A los pies de Ernesto Caballero Garrido

Con vosotros fui caminando hasta el Viejo Oeste estadounidense, donde estuvimos recorriendo cada rincón y explorando tras cada cactus. Nos tocó esquivar alguna bala y de la alimentación mejor no hablamos. Sobrevivimos con barritas energéticas, que al menos no eran del tamaño Homer Simpson ni fluorescentes. Lo importante es que nos metimos en el vientre de la bestia y sobrevivimos, algunos días mejor que otros. Ahora hemos llegado a España y, dicho sea de paso, ¡qué pedazo de vuelta! Miles de kilómetros para llegar a casa. Y ahora, ¿qué hacemos? Después de vivir así… ¿Sentarnos a esperar? !Uf! No, no podría. ¿Os apetece dar un voltio? Pero esta vez por Europa ¿Qué os parece París? Allí podríamos vivir un tiempo… perdernos por sus calles y después…

 

(Este texto pertenece a la serie especial que hemos creado en 120 Pies.

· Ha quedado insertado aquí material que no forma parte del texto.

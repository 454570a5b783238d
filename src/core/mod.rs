//! Core types and logic for Sprig.
//!
//! This module contains the plant record, its creation factory, and the pure
//! care state engine that derives health and schedule from watering history.

pub mod engine;
pub mod plant;

pub use engine::{
    clamp_health, days_until_watering, elapsed_days, next_watering_at, overdue_days, recompute,
    record_watering, DECAY_PER_OVERDUE_DAY, WATERING_BOOST,
};
pub use plant::{
    generate_plant_id, CareState, HealthBand, NewPlant, Plant, MAX_HEALTH, UNKNOWN_SPECIES,
};
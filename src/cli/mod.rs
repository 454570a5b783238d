//! CLI commands for Sprig.
//!
//! Each command follows the same shape: a `*Command` bound to a
//! [`CareService`](crate::service::CareService) and an owner, a `run` that
//! returns a serializable `*Output`, and `format_output` for JSON, quiet or
//! human-readable rendering.

// Plant lifecycle
pub mod add;
pub mod remove;

// Care
pub mod show;
pub mod sweep;
pub mod water;

// Overview
pub mod list;

pub use add::AddCommand;
pub use list::{ListCommand, PlantInfo};
pub use remove::RemoveCommand;
pub use show::ShowCommand;
pub use sweep::SweepCommand;
pub use water::WaterCommand;
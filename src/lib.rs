//! Sprig - plant care tracking
//!
//! Sprig keeps one record per plant and derives its care state from the
//! watering history: health decays once a watering is overdue, watering
//! heals it, and the next due date follows the plant's cadence. The engine
//! is pure over an explicit `now`; the service layer owns persistence and
//! serializes writes per plant.

pub mod cli;
pub mod config;
pub mod core;
pub mod error;
pub mod identify;
pub mod service;
pub mod storage;
pub mod util;

pub use config::{CareConfig, Config};
pub use core::{recompute, record_watering, CareState, HealthBand, NewPlant, Plant};
pub use error::{Result, SprigError};
pub use identify::{identify_or_unknown, Identification, SpeciesIdentifier};
pub use service::{CareService, SweepReport};
pub use storage::{FilePlantStore, MemoryPlantStore, PlantStore};

// CLI commands
pub use cli::{AddCommand, ListCommand, RemoveCommand, ShowCommand, SweepCommand, WaterCommand};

En esta editorial los pies son importantes, sobre todo para recorrer distancias que parecen inabarcables, así que decidimos pedirles una foto de su parte más inferior a nuestros autores y hacerles a todos la misma pregunta: ¿Hacia dónde te llevan tus pies? Esta es una de las contestaciones que recibimos.)